Asked about how the owner of the vineyard would do to those who had defied him, mistreated his servants and killed his son, his listeners make a clear reflection of the very attitudes and actions that the parable critiqued, namely they quickly condemned „those wretched men to a wretched end“. This is, in fact, the punishment which Isaiah had predicted for the people represented by the vineyard that produced wild grapes. Here we see that many times people are stuck in their old patterns of passing judgement. Should evil doers suffer exactly what they have inflicted on others? Jesus offers a completely different approach. God desires mercy, not sacrifice (Ps 118). God favors what others reject. God’s way started with the choice of lowly Israel whom the responsorial psalm refers to as the vine brought out of Egypt to be planted where it could stretch its branches (Ps 80). It continued through the prophets who addressed the faithlessness to the covenant with God and yet proclaimed God’s new beginnings. The climax of this journey is Jesus Himself. Jesus wanted no part in promoting a wretched end. He knew that God's plan would continue in people who would produce the fruit God intended: "the stone which the builders rejected" would become the cornerstone of something wondrously new. Jesus helped His listeners to articulate the problem and promised that the people of God would be transformed, not destroyed. With the parable of the vineyard owner and the tenants, Jesus offered a life-giving alternative to the transformation of the wicked stewards.

Only united with Jesus can Christians bear fruits

Jesus refers to Himself as the stone which builders reject yet it is the cornerstone for whoever wants to build rightly and meaningfully. If we reject Jesus, we dive into an abyss of meaninglessness and barrenness. In the Gospel of John, Jesus gives us the condition we need in order to bear fruit: „Abide in me, and I in you. As the branch cannot bear fruit by itself, unless it abides in the vine, neither can you, unless you abide in me. I am the vine; you are the branches. Whoever abides in me and I in him, he it is that bears much fruit, for apart from me you can do nothing.“ (John 15, 4-5). Many times we struggle for improvement in the quality of our personal lives, our relationships, our families and homes, our politics and economies and forget that the one who guarantees this is Jesus. Let us involve the Lord in what we are building, then our lives will be fruitful. Count the blessings and all the graces you have been endowed with. They are all meant for your growth!

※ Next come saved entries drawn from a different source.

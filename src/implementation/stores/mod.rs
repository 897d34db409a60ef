// Copyright 2024 the bcp developers
//
// Permission is hereby granted, free of charge, to any person obtaining a copy of
// this software and associated documentation files (the "Software"), to deal in
// the Software without restriction, including without limitation the rights to
// use, copy, modify, merge, publish, distribute, sublicense, and/or sell copies of
// the Software, and to permit persons to whom the Software is furnished to do so,
// subject to the following conditions:
//
// The above copyright notice and this permission notice shall be included in all
// copies or substantial portions of the Software.
//
// THE SOFTWARE IS PROVIDED "AS IS", WITHOUT WARRANTY OF ANY KIND, EXPRESS OR
// IMPLIED, INCLUDING BUT NOT LIMITED TO THE WARRANTIES OF MERCHANTABILITY, FITNESS
// FOR A PARTICULAR PURPOSE AND NONINFRINGEMENT. IN NO EVENT SHALL THE AUTHORS OR
// COPYRIGHT HOLDERS BE LIABLE FOR ANY CLAIM, DAMAGES OR OTHER LIABILITY, WHETHER
// IN AN ACTION OF CONTRACT, TORT OR OTHERWISE, ARISING FROM, OUT OF OR IN
// CONNECTION WITH THE SOFTWARE OR THE USE OR OTHER DEALINGS IN THE SOFTWARE.

//! The storage components of the engine: candidate columns (pricing),
//! candidate cuts (separation), the global cut pool, the branching
//! candidates, the primal solutions, and the conflict sets.

mod pricestore;
mod sepastore;
mod cutpool;
mod branchcand;
mod primal;
mod conflict;

pub use pricestore::*;
pub use sepastore::*;
pub use cutpool::*;
pub use branchcand::*;
pub use primal::*;
pub use conflict::*;
// Copyright 2024 the bcp developers
//
// Permission is hereby granted, free of charge, to any person obtaining a copy of
// this software and associated documentation files (the "Software"), to deal in
// the Software without restriction, including without limitation the rights to
// use, copy, modify, merge, publish, distribute, sublicense, and/or sell copies of
// the Software, and to permit persons to whom the Software is furnished to do so,
// subject to the following conditions:
//
// The above copyright notice and this permission notice shall be included in all
// copies or substantial portions of the Software.
//
// THE SOFTWARE IS PROVIDED "AS IS", WITHOUT WARRANTY OF ANY KIND, EXPRESS OR
// IMPLIED, INCLUDING BUT NOT LIMITED TO THE WARRANTIES OF MERCHANTABILITY, FITNESS
// FOR A PARTICULAR PURPOSE AND NONINFRINGEMENT. IN NO EVENT SHALL THE AUTHORS OR
// COPYRIGHT HOLDERS BE LIABLE FOR ANY CLAIM, DAMAGES OR OTHER LIABILITY, WHETHER
// IN AN ACTION OF CONTRACT, TORT OR OTHERWISE, ARISING FROM, OUT OF OR IN
// CONNECTION WITH THE SOFTWARE OR THE USE OR OTHER DEALINGS IN THE SOFTWARE.

//! This module defines the `Primal` store: the incumbent solutions, the
//! cutoff bound derived from them, and the found/best bookkeeping the stop
//! monitor consults. Plug-ins never write into the store directly; they
//! submit candidates which the engine checks against the constraint
//! handlers before acceptance.

use crate::{Lp, Prob, Set, Stat};

/// How a primal solution came to be.
#[derive(Copy, Clone, Debug, Eq, PartialEq, Hash)]
pub enum SolOrigin {
    /// Values of the node's LP solution
    Lp,
    /// Values of the node's pseudo solution
    Pseudo,
    /// Values proposed by an external relaxator
    Relax,
    /// Values constructed by a primal heuristic
    Heur,
}

/// A primal solution: one value per problem variable.
#[derive(Debug, Clone, PartialEq)]
pub struct Sol {
    pub vals: Vec<f64>,
    pub obj: f64,
    pub origin: SolOrigin,
}

impl Sol {
    pub fn new(prob: &Prob, vals: Vec<f64>, origin: SolOrigin) -> Self {
        let obj = prob.sol_objval(&vals);
        Sol { vals, obj, origin }
    }

    /// The value this solution assigns to a variable.
    pub fn value(&self, var: crate::VarId) -> f64 {
        self.vals[var.id()]
    }
}

/// The primal solution store.
#[derive(Debug)]
pub struct Primal {
    sols: Vec<Sol>,
    candidates: Vec<Sol>,
    /// The best known primal objective value (the objective limit while no
    /// solution was found); never increases
    pub upperbound: f64,
    /// The bound nodes are cut off against; mirrors `upperbound`
    pub cutoffbound: f64,
    /// Feasible solutions found (including non-improving ones)
    pub nsolsfound: u64,
    /// Improving solutions found
    pub nbestsolsfound: u64,
}

impl Primal {
    pub fn new(set: &Set, objlim: f64) -> Self {
        let upper = objlim.min(set.infinity());
        Primal {
            sols: vec![],
            candidates: vec![],
            upperbound: upper,
            cutoffbound: upper,
            nsolsfound: 0,
            nbestsolsfound: 0,
        }
    }

    pub fn n_sols(&self) -> usize {
        self.sols.len()
    }

    pub fn best_sol(&self) -> Option<&Sol> {
        self.sols.first()
    }

    pub fn best_obj(&self, set: &Set) -> f64 {
        self.best_sol().map_or(set.infinity(), |s| s.obj)
    }

    /// Queues a candidate solution for feasibility checking by the engine.
    pub fn submit_candidate(&mut self, sol: Sol) {
        self.candidates.push(sol);
    }

    pub fn has_candidates(&self) -> bool {
        !self.candidates.is_empty()
    }

    /// Removes and returns the queued candidates.
    pub fn take_candidates(&mut self) -> Vec<Sol> {
        std::mem::take(&mut self.candidates)
    }

    /// Records a solution that passed the feasibility checks. Only strictly
    /// improving solutions are stored; every feasible one is counted.
    /// Returns whether the solution became the new incumbent.
    pub fn add_checked_sol(
        &mut self,
        set: &Set,
        stat: &mut Stat,
        lp: &mut Lp,
        sol: Sol,
    ) -> bool {
        self.nsolsfound += 1;
        if !set.is_lt(sol.obj, self.upperbound) {
            return false;
        }
        log::debug!(
            "new incumbent with objective {} (previous upper bound {})",
            sol.obj,
            self.upperbound
        );
        self.upperbound = sol.obj;
        self.cutoffbound = self.cutoffbound.min(sol.obj);
        lp.set_cutoff_bound(set, self.cutoffbound);
        self.nbestsolsfound += 1;
        stat.bestsolnode = stat.nnodes;
        self.sols.insert(0, sol);
        true
    }
}

// ############################################################################
// #### TESTS #################################################################
// ############################################################################

#[cfg(test)]
mod test_primal {
    use super::*;
    use crate::{LpCol, LpError, LpKernel, LpRow, LpSolution, LpSolveReq, Var};

    struct NeverCalled;
    impl LpKernel for NeverCalled {
        fn solve(
            &mut self,
            _: &[LpCol],
            _: &[LpRow],
            _: &LpSolveReq,
        ) -> std::result::Result<LpSolution, LpError> {
            unreachable!()
        }
    }

    fn prob() -> Prob {
        let mut prob = Prob::new("test");
        prob.add_var(Var::new("x", 2.0, 0.0, 10.0, true));
        prob
    }

    #[test]
    fn the_empty_store_reports_the_objective_limit() {
        let set = Set::default();
        let primal = Primal::new(&set, 100.0);
        assert_eq!(100.0, primal.upperbound);
        assert_eq!(100.0, primal.cutoffbound);
        assert!(primal.best_sol().is_none());
    }

    #[test]
    fn improving_solutions_lower_the_cutoff_bound() {
        let set = Set::default();
        let mut stat = Stat::new();
        let mut lp = Lp::new(Box::new(NeverCalled));
        let prob = prob();
        let mut primal = Primal::new(&set, set.infinity());

        let stored = primal.add_checked_sol(
            &set,
            &mut stat,
            &mut lp,
            Sol::new(&prob, vec![3.0], SolOrigin::Heur),
        );
        assert!(stored);
        assert_eq!(6.0, primal.upperbound);
        assert_eq!(6.0, primal.cutoffbound);
        assert_eq!(6.0, lp.cutoffbound);
        assert_eq!(1, primal.nbestsolsfound);
    }

    #[test]
    fn non_improving_solutions_are_counted_but_not_stored() {
        let set = Set::default();
        let mut stat = Stat::new();
        let mut lp = Lp::new(Box::new(NeverCalled));
        let prob = prob();
        let mut primal = Primal::new(&set, set.infinity());

        primal.add_checked_sol(
            &set,
            &mut stat,
            &mut lp,
            Sol::new(&prob, vec![1.0], SolOrigin::Heur),
        );
        let stored = primal.add_checked_sol(
            &set,
            &mut stat,
            &mut lp,
            Sol::new(&prob, vec![5.0], SolOrigin::Heur),
        );
        assert!(!stored);
        assert_eq!(2, primal.nsolsfound);
        assert_eq!(1, primal.nbestsolsfound);
        assert_eq!(1, primal.n_sols());
        assert_eq!(2.0, primal.upperbound);
    }

    #[test]
    fn candidates_wait_until_taken() {
        let set = Set::default();
        let prob = prob();
        let mut primal = Primal::new(&set, set.infinity());
        primal.submit_candidate(Sol::new(&prob, vec![1.0], SolOrigin::Heur));
        assert!(primal.has_candidates());
        assert_eq!(1, primal.take_candidates().len());
        assert!(!primal.has_candidates());
    }
}
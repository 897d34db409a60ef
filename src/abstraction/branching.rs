// Copyright 2024 the bcp developers
//
// Permission is hereby granted, free of charge, to any person obtaining a copy of
// this software and associated documentation files (the "Software"), to deal in
// the Software without restriction, including without limitation the rights to
// use, copy, modify, merge, publish, distribute, sublicense, and/or sell copies of
// the Software, and to permit persons to whom the Software is furnished to do so,
// subject to the following conditions:
//
// The above copyright notice and this permission notice shall be included in all
// copies or substantial portions of the Software.
//
// THE SOFTWARE IS PROVIDED "AS IS", WITHOUT WARRANTY OF ANY KIND, EXPRESS OR
// IMPLIED, INCLUDING BUT NOT LIMITED TO THE WARRANTIES OF MERCHANTABILITY, FITNESS
// FOR A PARTICULAR PURPOSE AND NONINFRINGEMENT. IN NO EVENT SHALL THE AUTHORS OR
// COPYRIGHT HOLDERS BE LIABLE FOR ANY CLAIM, DAMAGES OR OTHER LIABILITY, WHETHER
// IN AN ACTION OF CONTRACT, TORT OR OTHERWISE, ARISING FROM, OUT OF OR IN
// CONNECTION WITH THE SOFTWARE OR THE USE OR OTHER DEALINGS IN THE SOFTWARE.

//! This module defines the `BranchRule` trait: the strategy splitting an
//! unresolved node into children.

use crate::{BranchResult, Result, SolvingData};

/// A branching rule. When enforcement flagged the node solution infeasible
/// without resolving it, the engine asks the branching rules -- in
/// decreasing priority order, stopping at the first verdict other than
/// `DidNotRun` -- to split the node. Three entry points exist, tried in
/// order by the node solver: branching on the LP solution (only when
/// fractional candidates exist), on externally registered candidates, and on
/// the pseudo solution.
///
/// `allow_addcons` tells the rule whether a `ConsAdded` verdict is
/// acceptable; it never is for LP branching, because adding a constraint
/// need not change the LP and could loop forever.
pub trait BranchRule {
    /// A human readable identifier, used in logs and protocol errors.
    fn name(&self) -> &str;

    /// The priority deciding the position of this rule among its peers.
    fn priority(&self) -> i32 {
        0
    }

    /// Branches on the current LP solution.
    fn execute_lp(
        &mut self,
        _data: &mut SolvingData,
        _allow_addcons: bool,
    ) -> Result<BranchResult> {
        Ok(BranchResult::DidNotRun)
    }

    /// Branches on the externally registered branching candidates.
    fn execute_extern(
        &mut self,
        _data: &mut SolvingData,
        _allow_addcons: bool,
    ) -> Result<BranchResult> {
        Ok(BranchResult::DidNotRun)
    }

    /// Branches on the pseudo solution.
    fn execute_pseudo(
        &mut self,
        _data: &mut SolvingData,
        _allow_addcons: bool,
    ) -> Result<BranchResult> {
        Ok(BranchResult::DidNotRun)
    }
}
// Copyright 2024 the bcp developers
//
// Permission is hereby granted, free of charge, to any person obtaining a copy of
// this software and associated documentation files (the "Software"), to deal in
// the Software without restriction, including without limitation the rights to
// use, copy, modify, merge, publish, distribute, sublicense, and/or sell copies of
// the Software, and to permit persons to whom the Software is furnished to do so,
// subject to the following conditions:
//
// The above copyright notice and this permission notice shall be included in all
// copies or substantial portions of the Software.
//
// THE SOFTWARE IS PROVIDED "AS IS", WITHOUT WARRANTY OF ANY KIND, EXPRESS OR
// IMPLIED, INCLUDING BUT NOT LIMITED TO THE WARRANTIES OF MERCHANTABILITY, FITNESS
// FOR A PARTICULAR PURPOSE AND NONINFRINGEMENT. IN NO EVENT SHALL THE AUTHORS OR
// COPYRIGHT HOLDERS BE LIABLE FOR ANY CLAIM, DAMAGES OR OTHER LIABILITY, WHETHER
// IN AN ACTION OF CONTRACT, TORT OR OTHERWISE, ARISING FROM, OUT OF OR IN
// CONNECTION WITH THE SOFTWARE OR THE USE OR OTHER DEALINGS IN THE SOFTWARE.

//! This module defines the `ConsHdlr` trait, the most powerful (and the most
//! demanding) plug-in family of the engine: a constraint handler owns the
//! semantics of one class of constraints and participates in LP
//! initialization, separation, propagation, enforcement and solution
//! checking.

use crate::{EnfoResult, Prob, PropResult, Result, SepaResult, Sol, SolvingData};

/// A constraint handler. The engine guarantees that within every driver round
/// the handlers are visited in a fixed order: registration order for
/// propagation and checking, decreasing `sepa_priority` for separation, and
/// decreasing `enfo_priority` for enforcement.
///
/// The enforcement callbacks are the only mandatory ones: a handler that
/// cannot decide feasibility of a candidate solution is not a constraint
/// handler. Everything else defaults to "does not participate".
pub trait ConsHdlr {
    /// A human readable identifier, used in logs and protocol errors.
    fn name(&self) -> &str;

    /// Priority of this handler within a separation round.
    fn sepa_priority(&self) -> i32 {
        0
    }

    /// Priority of this handler within constraint enforcement.
    fn enfo_priority(&self) -> i32 {
        0
    }

    /// Adds the LP relaxation of all initial constraints of this handler to
    /// the LP, by submitting rows to the separation storage. The engine
    /// re-invokes this after pricing rounds for constraints that became
    /// initial in the meantime; a handler must track which rows it already
    /// installed.
    fn init_lp(&mut self, _data: &mut SolvingData) -> Result<()> {
        Ok(())
    }

    /// Separates the current LP solution.
    fn separate_lp(
        &mut self,
        _data: &mut SolvingData,
        _depth: usize,
        _only_delayed: bool,
    ) -> Result<SepaResult> {
        Ok(SepaResult::DidNotRun)
    }

    /// Separates an arbitrary primal solution.
    fn separate_sol(
        &mut self,
        _data: &mut SolvingData,
        _sol: &Sol,
        _depth: usize,
        _only_delayed: bool,
    ) -> Result<SepaResult> {
        Ok(SepaResult::DidNotRun)
    }

    /// Propagates the domains of the variables appearing in this handler's
    /// constraints. Between the first and the final round of a node only the
    /// newly added constraints need to be looked at, unless `full` is set.
    fn propagate(
        &mut self,
        _data: &mut SolvingData,
        _depth: usize,
        _full: bool,
        _only_delayed: bool,
    ) -> Result<PropResult> {
        Ok(PropResult::DidNotRun)
    }

    /// Enforces the current LP solution. `infeasible` tells the handler that
    /// an earlier handler already found the solution infeasible (so a
    /// `Feasible` answer will not make the solution acceptable).
    fn enforce_lp(&mut self, data: &mut SolvingData, infeasible: bool) -> Result<EnfoResult>;

    /// Enforces the current pseudo solution. `objinfeasible` indicates that
    /// the pseudo solution is already known to violate the objective bound,
    /// in which case `DidNotRun` is an acceptable answer; `forced` demands a
    /// decision even then (the node's LP was unusable). A pseudo enforcement
    /// must never produce cuts.
    fn enforce_pseudo(
        &mut self,
        data: &mut SolvingData,
        infeasible: bool,
        objinfeasible: bool,
        forced: bool,
    ) -> Result<EnfoResult>;

    /// Decides whether the given primal solution satisfies all of this
    /// handler's constraints. Used by the primal store before a candidate
    /// solution may become an incumbent.
    fn check(&self, _prob: &Prob, _sol: &Sol) -> Result<bool> {
        Ok(true)
    }
}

Not lords over but part of creation

We contemplate the message of today’s word of God on the Feast of St. Francis of Assisi (4th October). This invites us to face the challenge of this greatly admired saint. His message is very urgent for us today. Pope Francis tells us, that whereas Genesis speaks about Abel’s blood crying out to God from the earth, sister Earth herself „now cries to us because of the harm we have inflicted on her“ by plundering and „seeing ourselves as her lords and masters.“ In his encyclical Laudato si, Pope Francis calls for an integral approach to ecology which considers the earth as a common home and where the cry of the Earth and of the poor is heard. A common home has been entrusted to us. We are all stewards. In order to be people ready to bear fruits that won’t disappoint God, we ought to let ourselves be uprooted from our old patterns and be „planted“ anew. Rooted in Christ and in the values He lived and taught, we shall bring in a rich harvest to the glory of God.